I don’t really know how to explain this movie, it is a bit all over the place with 1) the title of the film and 2) the initial chapter alluding to the movie being about a magician, however there is also a callous capitalist, a volatile sociopath, a man-baby with a baby on the way, and a whole host of other characters all fighting for the main storyline. They do all seem to be connected to the theater where the magic happens, though most of them only barely connect in my opinion, and it only all makes sense when one stands back and looks at the bigger picture. Up close it is a slightly dark comedy, standing back, the film turns into a horror, though mellow and comedic in its telling. The kind of horror one whispers “the horror” to, like Colonel Walter E. Kurtz (in Apocalypse Now) whispers upon self reflection, because it seems Black Magic for White Boys is a clever social commentary on the horrors of power in the wrong hands, power such as the means to impose gentrification, and how in the aftermath of such social horrors people are effectively snuffed out.
There is a lot that one can unpack with a movie like this, it is so layered that I felt a lot of emotions while watching this. I was able to connect with this movie, and I think that is part of what makes great art. Black Magic for White Boys is great art; it felt like a play and read like a book with all of the different chapters and the various vignettes within each chapter introducing us to the grand story of the changing face of New York. Besides Onur Tukel’s extensive dad-bod shower scene, my favorite part of the movie was the black Greek chorus reciting on the woes of living in New York — the high cost of rent, the dangerous and unreliable public transportation, the rampant nefarious peoples walking about — it’s funny when you don’t have to live there. I have nothing bad to say about anyone in this film, though the movie does have some overacting here and there that is a little grating to the senses. In retrospect, this acting method may be intentional in order to boost the movie’s slightly euphoric and manic character. Onur Tukel, who also directed and starred in the film, wrote marvelous dialogue for this movie; some of the lines came out of nowhere but were dark comedy gold delving unabashedly into race and class as well as into relationships of love, friendship, and the individual to their fellow humans.

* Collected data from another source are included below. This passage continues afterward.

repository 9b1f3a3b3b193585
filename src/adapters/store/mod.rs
//! Session store adapters.

mod in_memory;
mod redis;

pub use in_memory::InMemorySessionStore;
pub use redis::RedisSessionStore;
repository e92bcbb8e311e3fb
// options.rs
use crate::{
    collector::PathForm,
    error::GlobError,
    predicates::{EntryKind, Predicates},
};
use camino::{Utf8Path, Utf8PathBuf};
use std::{
    path::{Component, Path, PathBuf},
    sync::Arc,
};

/// Configuration options for find operations
///
/// Every field has a default matching a plain `find("**/*")` call: files
/// only, unbounded depth, relative results, no ignore rules.
#[derive(Clone, Debug)]
pub struct GlobOptions {
    /// Directory the search starts from and results are relative to
    /// (None for the process current directory)
    pub base_dir: Option<PathBuf>,

    /// Maximum directory depth to traverse (None for unlimited).
    /// Entries directly inside the base directory are at depth 0.
    pub max_depth: Option<usize>,

    /// Ignore patterns; entries starting with `!` force-include matching paths
    pub ignore: Vec<String>,

    /// Whether files without an extension may be collected
    pub match_extensionless: bool,

    /// Whether results are absolute paths instead of base-relative ones
    pub absolute: bool,

    /// Whether to read `.gitignore` from the base directory as extra ignore rules
    pub respect_gitignore: bool,

    /// Which kinds of entries are eligible for collection
    pub entry_kind: EntryKind,
}

impl Default for GlobOptions {
    fn default() -> Self {
        Self {
            base_dir: None,
            max_depth: None,
            ignore: Vec::new(),
            match_extensionless: true,
            absolute: false,
            respect_gitignore: false,
            entry_kind: EntryKind::Files,
        }
    }
}

impl GlobOptions {
    /// Resolves the base directory to an absolute UTF-8 path
    ///
    /// The process current directory is read here, once per call, and never
    /// deeper inside the walker. The directory itself is not touched: a
    /// missing base simply yields no results.
    pub fn resolve_base(&self) -> Result<Utf8PathBuf, GlobError> {
        let base = match &self.base_dir {
            Some(dir) if dir.is_absolute() => dir.clone(),
            Some(dir) => std::env::current_dir()?.join(dir),
            None => std::env::current_dir()?,
        };
        Utf8PathBuf::from_path_buf(normalize_lexically(&base)).map_err(GlobError::NonUtf8Path)
    }

    /// Entry filters derived from these options
    pub fn predicates(&self) -> Predicates {
        Predicates {
            entry_kind: self.entry_kind,
            match_extensionless: self.match_extensionless,
        }
    }

    /// Output form for results under the resolved base
    pub fn path_form(&self, base: &Utf8Path) -> PathForm {
        if self.absolute {
            PathForm::Absolute(Arc::new(base.to_path_buf()))
        } else {
            PathForm::Relative
        }
    }
}

/// Folds `.` and `..` components without touching the filesystem
///
/// `..` at the root stays at the root. Symlinks are not resolved, so a
/// missing directory normalizes just like an existing one.
fn normalize_lexically(path: &Path) -> PathBuf {
    let mut out = PathBuf::new();
    for component in path.components() {
        match component {
            Component::CurDir => {}
            Component::ParentDir => {
                if matches!(out.components().next_back(), Some(Component::Normal(_))) {
                    out.pop();
                }
            }
            other => out.push(other),
        }
    }
    out
}

/// Builder for GlobOptions for fluent configuration
pub struct GlobOptionsBuilder(GlobOptions);

impl Default for GlobOptionsBuilder {
    fn default() -> Self {
        Self::new()
    }
}

impl GlobOptionsBuilder {
    /// Creates a new builder with default options
    pub fn new() -> Self {
        Self(GlobOptions::default())
    }

    /// Sets the base directory for the search
    pub fn base_dir(mut self, dir: impl Into<PathBuf>) -> Self {
        self.0.base_dir = Some(dir.into());
        self
    }

    /// Sets the maximum directory depth to traverse
    pub fn max_depth(mut self, d: usize) -> Self {
        self.0.max_depth = Some(d);
        self
    }

    /// Appends a single ignore pattern
    pub fn ignore(mut self, pattern: impl Into<String>) -> Self {
        self.0.ignore.push(pattern.into());
        self
    }

    /// Appends several ignore patterns, keeping their order
    pub fn ignore_all<I, S>(mut self, patterns: I) -> Self
    where
        I: IntoIterator<Item = S>,
        S: Into<String>,
    {
        self.0.ignore.extend(patterns.into_iter().map(Into::into));
        self
    }

    /// Sets whether extensionless files are eligible
    pub fn match_extensionless(mut self, v: bool) -> Self {
        self.0.match_extensionless = v;
        self
    }

    /// Sets whether results are returned as absolute paths
    pub fn absolute(mut self, v: bool) -> Self {
        self.0.absolute = v;
        self
    }

    /// Sets whether the base directory's `.gitignore` is honored
    pub fn respect_gitignore(mut self, v: bool) -> Self {
        self.0.respect_gitignore = v;
        self
    }

    /// Sets which kinds of entries are collected
    pub fn entry_kind(mut self, kind: EntryKind) -> Self {
        self.0.entry_kind = kind;
        self
    }

    /// Builds the final GlobOptions instance
    pub fn build(self) -> GlobOptions {
        self.0
    }
}
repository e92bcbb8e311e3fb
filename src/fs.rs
// fs.rs
//! Read-only filesystem access used by the concurrent finder.
//!
//! The walker only needs two operations: listing a directory with entry type
//! tags, and reading a small text file (`.gitignore`). Implement
//! [`FileSystem`] to run the finder over something other than the local disk.

use async_trait::async_trait;
use camino::Utf8Path;
use std::io;
use tokio::fs;
use tracing::warn;

/// A single entry returned by [`FileSystem::read_dir`]
#[derive(Clone, Debug, PartialEq, Eq)]
pub struct DirEntry {
    /// File or directory name, not the full path
    pub name: String,
    /// True if the entry itself is a directory (symlinks are not followed)
    pub is_dir: bool,
}

impl DirEntry {
    /// A non-directory entry
    pub fn file(name: impl Into<String>) -> Self {
        Self {
            name: name.into(),
            is_dir: false,
        }
    }

    /// A directory entry
    pub fn dir(name: impl Into<String>) -> Self {
        Self {
            name: name.into(),
            is_dir: true,
        }
    }
}

/// Minimal read-only filesystem abstraction for the finder
#[async_trait]
pub trait FileSystem: Send + Sync + 'static {
    /// Lists the entries of a directory
    async fn read_dir(&self, dir: &Utf8Path) -> io::Result<Vec<DirEntry>>;

    /// Reads a whole file as UTF-8 text
    async fn read_to_string(&self, path: &Utf8Path) -> io::Result<String>;
}

/// The local filesystem, accessed through `tokio::fs`
#[derive(Clone, Copy, Debug, Default)]
pub struct LocalFs;

#[async_trait]
impl FileSystem for LocalFs {
    async fn read_dir(&self, dir: &Utf8Path) -> io::Result<Vec<DirEntry>> {
        let mut rd = fs::read_dir(dir).await?;
        let mut entries = Vec::new();

        while let Some(entry) = rd.next_entry().await? {
            let name = match entry.file_name().into_string() {
                Ok(name) => name,
                Err(raw) => {
                    warn!("Skipping non-UTF-8 entry {:?} in {}", raw, dir);
                    continue;
                }
            };

            // Entry vanished or became unreadable between listing and stat
            let file_type = match entry.file_type().await {
                Ok(ft) => ft,
                Err(e) => {
                    warn!("Failed to read type of {}/{}: {}", dir, name, e);
                    continue;
                }
            };

            entries.push(DirEntry {
                name,
                is_dir: file_type.is_dir(),
            });
        }

        Ok(entries)
    }

    async fn read_to_string(&self, path: &Utf8Path) -> io::Result<String> {
        fs::read_to_string(path).await
    }
}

Showing at the 23rd edition of the international Fantasia Film Festival, Black Magic for White Boys shows the horrors of power and gentrification from both sides — the casualties’ and the culprits’ — and how celebrated economist Milton Freidman, which director Onur Tukel titled the last chapter of the film, may not have been right about a free market leading to political freedom. Its biting satire spoken through its many characters is a mirror, showing the things we say and think in private, or worse, what we do not keep to ourselves, and presented in a Wes Anderson-esque way so that this uncomfortable 1 hour and 50-minute meal can be digestible enough to have a conversation afterward about its contents. To say that this movie has many lessons to be learned from is an understatement.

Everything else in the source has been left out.